What you should do: Of all the lines below, output only those starting at the one with "Request bit-exact output" and ending at the one with "let mut args: Vec<String>", both ends included, exactly as written.
▬▬▬
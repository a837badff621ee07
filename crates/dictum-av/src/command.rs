//! Deterministic construction of single-input encode command lines.

use dictum_core::{AudioFormat, EncodeSettings};

/// Builder for one `-i <input> ... <output>` invocation.
///
/// The codec and bitrate applicability come from the [`AudioFormat`] tables;
/// a format that takes no bitrate never produces a `-b:a` flag, whatever the
/// settings say.
#[derive(Debug, Clone)]
pub struct EncodeCommand {
    input: String,
    output: String,
    format: AudioFormat,
    start: Option<f64>,
    duration: Option<f64>,
    sample_rate: Option<u32>,
    channels: Option<u8>,
    bitrate: Option<String>,
    strip_metadata: bool,
    clear_tag_fields: bool,
    bitexact: bool,
    container: Option<&'static str>,
}

impl EncodeCommand {
    /// Start from the job settings: codec, bitrate, sample rate, channels.
    pub fn new(input: impl Into<String>, output: impl Into<String>, settings: &EncodeSettings) -> Self {
        Self {
            input: input.into(),
            output: output.into(),
            format: settings.format,
            start: None,
            duration: None,
            sample_rate: Some(settings.sample_rate),
            channels: Some(settings.channels),
            bitrate: settings
                .format
                .uses_bitrate()
                .then(|| settings.bitrate.clone()),
            strip_metadata: false,
            clear_tag_fields: false,
            bitexact: false,
            container: None,
        }
    }

    /// A bare command for the format, without resampling flags.
    pub fn bare(input: impl Into<String>, output: impl Into<String>, format: AudioFormat) -> Self {
        Self {
            input: input.into(),
            output: output.into(),
            format,
            start: None,
            duration: None,
            sample_rate: None,
            channels: None,
            bitrate: None,
            strip_metadata: false,
            clear_tag_fields: false,
            bitexact: false,
            container: None,
        }
    }

    /// Extract only `[start, start + duration)` from the input.
    pub fn window(mut self, start: f64, duration: f64) -> Self {
        self.start = Some(start);
        self.duration = Some(duration);
        self
    }

    /// Override the bitrate. Ignored for formats without one.
    pub fn bitrate(mut self, bitrate: impl Into<String>) -> Self {
        if self.format.uses_bitrate() {
            self.bitrate = Some(bitrate.into());
        }
        self
    }

    /// Remove all metadata from the output (`-map_metadata -1`).
    pub fn strip_metadata(mut self) -> Self {
        self.strip_metadata = true;
        self
    }

    /// Clear the common tag fields individually in addition to
    /// `-map_metadata -1`; some muxers re-synthesize tags otherwise.
    pub fn clear_tag_fields(mut self) -> Self {
        self.clear_tag_fields = true;
        self.strip_metadata = true;
        self
    }

    /// Request bit-exact output (`-flags +bitexact`).
    pub fn bitexact(mut self) -> Self {
        self.bitexact = true;
        self
    }

    /// Force the output container (`-f <name>`), for intermediates whose
    /// name alone does not pin the muxer.
    pub fn container(mut self, container: &'static str) -> Self {
        self.container = Some(container);
        self
    }

    /// Render the argv.
    pub fn build(self) -> Vec<String> {
        let mut args: Vec<String> = vec!["-i".into(), self.input];

        if let Some(start) = self.start {
            args.push("-ss".into());
            args.push(format!("{start:.3}"));
        }
        if let Some(duration) = self.duration {
            args.push("-t".into());
            args.push(format!("{duration:.3}"));
        }
        if let Some(rate) = self.sample_rate {
            args.push("-ar".into());
            args.push(rate.to_string());
        }
        if let Some(channels) = self.channels {
            args.push("-ac".into());
            args.push(channels.to_string());
        }

        args.push("-c:a".into());
        args.push(self.format.codec_name().into());

        if let Some(bitrate) = self.bitrate {
            args.push("-b:a".into());
            args.push(bitrate);
        }

        if self.clear_tag_fields {
            for field in ["title", "artist", "album", "comment", "year"] {
                args.push("-metadata".into());
                args.push(format!("{field}="));
            }
        }
        if self.strip_metadata {
            args.push("-map_metadata".into());
            args.push("-1".into());
        }
        if self.bitexact {
            args.push("-flags".into());
            args.push("+bitexact".into());
        }

        if let Some(container) = self.container {
            args.push("-f".into());
            args.push(container.into());
        }

        args.push(self.output);
        args
    }
}

#[cfg(test)]
mod tests {
    use super::*;

    fn settings(format: AudioFormat) -> EncodeSettings {
        EncodeSettings {
            format,
            bitrate: "128k".into(),
            sample_rate: 44_100,
            channels: 2,
        }
    }

    #[test]
    fn codec_selection_follows_format_table() {
        for (format, codec) in [
            (AudioFormat::Mp3, "libmp3lame"),
            (AudioFormat::M4a, "aac"),
            (AudioFormat::Opus, "libopus"),
            (AudioFormat::Wav, "pcm_s16le"),
        ] {
            let args = EncodeCommand::new("in", "out", &settings(format)).build();
            let pos = args.iter().position(|a| a == "-c:a").unwrap();
            assert_eq!(args[pos + 1], codec);
        }
    }

    #[test]
    fn wav_never_gets_a_bitrate_flag() {
        let args = EncodeCommand::new("in.wav", "out.wav", &settings(AudioFormat::Wav))
            .bitrate("320k")
            .build();
        assert!(!args.iter().any(|a| a == "-b:a"));
    }

    #[test]
    fn lossy_formats_get_the_bitrate_flag() {
        let args = EncodeCommand::new("in.wav", "out.mp3", &settings(AudioFormat::Mp3)).build();
        let pos = args.iter().position(|a| a == "-b:a").unwrap();
        assert_eq!(args[pos + 1], "128k");
    }

    #[test]
    fn window_flags_precede_resampling() {
        let args = EncodeCommand::new("in.mp3", "out.mp3", &settings(AudioFormat::Mp3))
            .window(597.0, 600.0)
            .build();
        assert_eq!(args[0], "-i");
        assert_eq!(args[1], "in.mp3");
        assert_eq!(args[2], "-ss");
        assert_eq!(args[3], "597.000");
        assert_eq!(args[4], "-t");
        assert_eq!(args[5], "600.000");
    }

    #[test]
    fn tag_clearing_includes_full_strip() {
        let args = EncodeCommand::new("in.mp3", "out.mp3", &settings(AudioFormat::Mp3))
            .clear_tag_fields()
            .bitexact()
            .build();
        assert!(args.iter().any(|a| a == "title="));
        let pos = args.iter().position(|a| a == "-map_metadata").unwrap();
        assert_eq!(args[pos + 1], "-1");
        assert!(args.iter().any(|a| a == "+bitexact"));
    }

    #[test]
    fn container_override_lands_before_output() {
        let args = EncodeCommand::new("in.m4a", "tmp/part.wav", &settings(AudioFormat::Wav))
            .container("wav")
            .build();
        let len = args.len();
        assert_eq!(args[len - 3], "-f");
        assert_eq!(args[len - 2], "wav");
        assert_eq!(args[len - 1], "tmp/part.wav");
    }

    #[test]
    fn output_is_always_last() {
        let args = EncodeCommand::new("a", "b", &settings(AudioFormat::Opus)).build();
        assert_eq!(args.last().unwrap(), "b");
    }
}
▬▬▬
Answer box:
    /// Request bit-exact output (`-flags +bitexact`).
    pub fn bitexact(mut self) -> Self {
        self.bitexact = true;
        self
    }

    /// Force the output container (`-f <name>`), for intermediates whose
    /// name alone does not pin the muxer.
    pub fn container(mut self, container: &'static str) -> Self {
        self.container = Some(container);
        self
    }

    /// Render the argv.
    pub fn build(self) -> Vec<String> {
        let mut args: Vec<String> = vec!["-i".into(), self.input];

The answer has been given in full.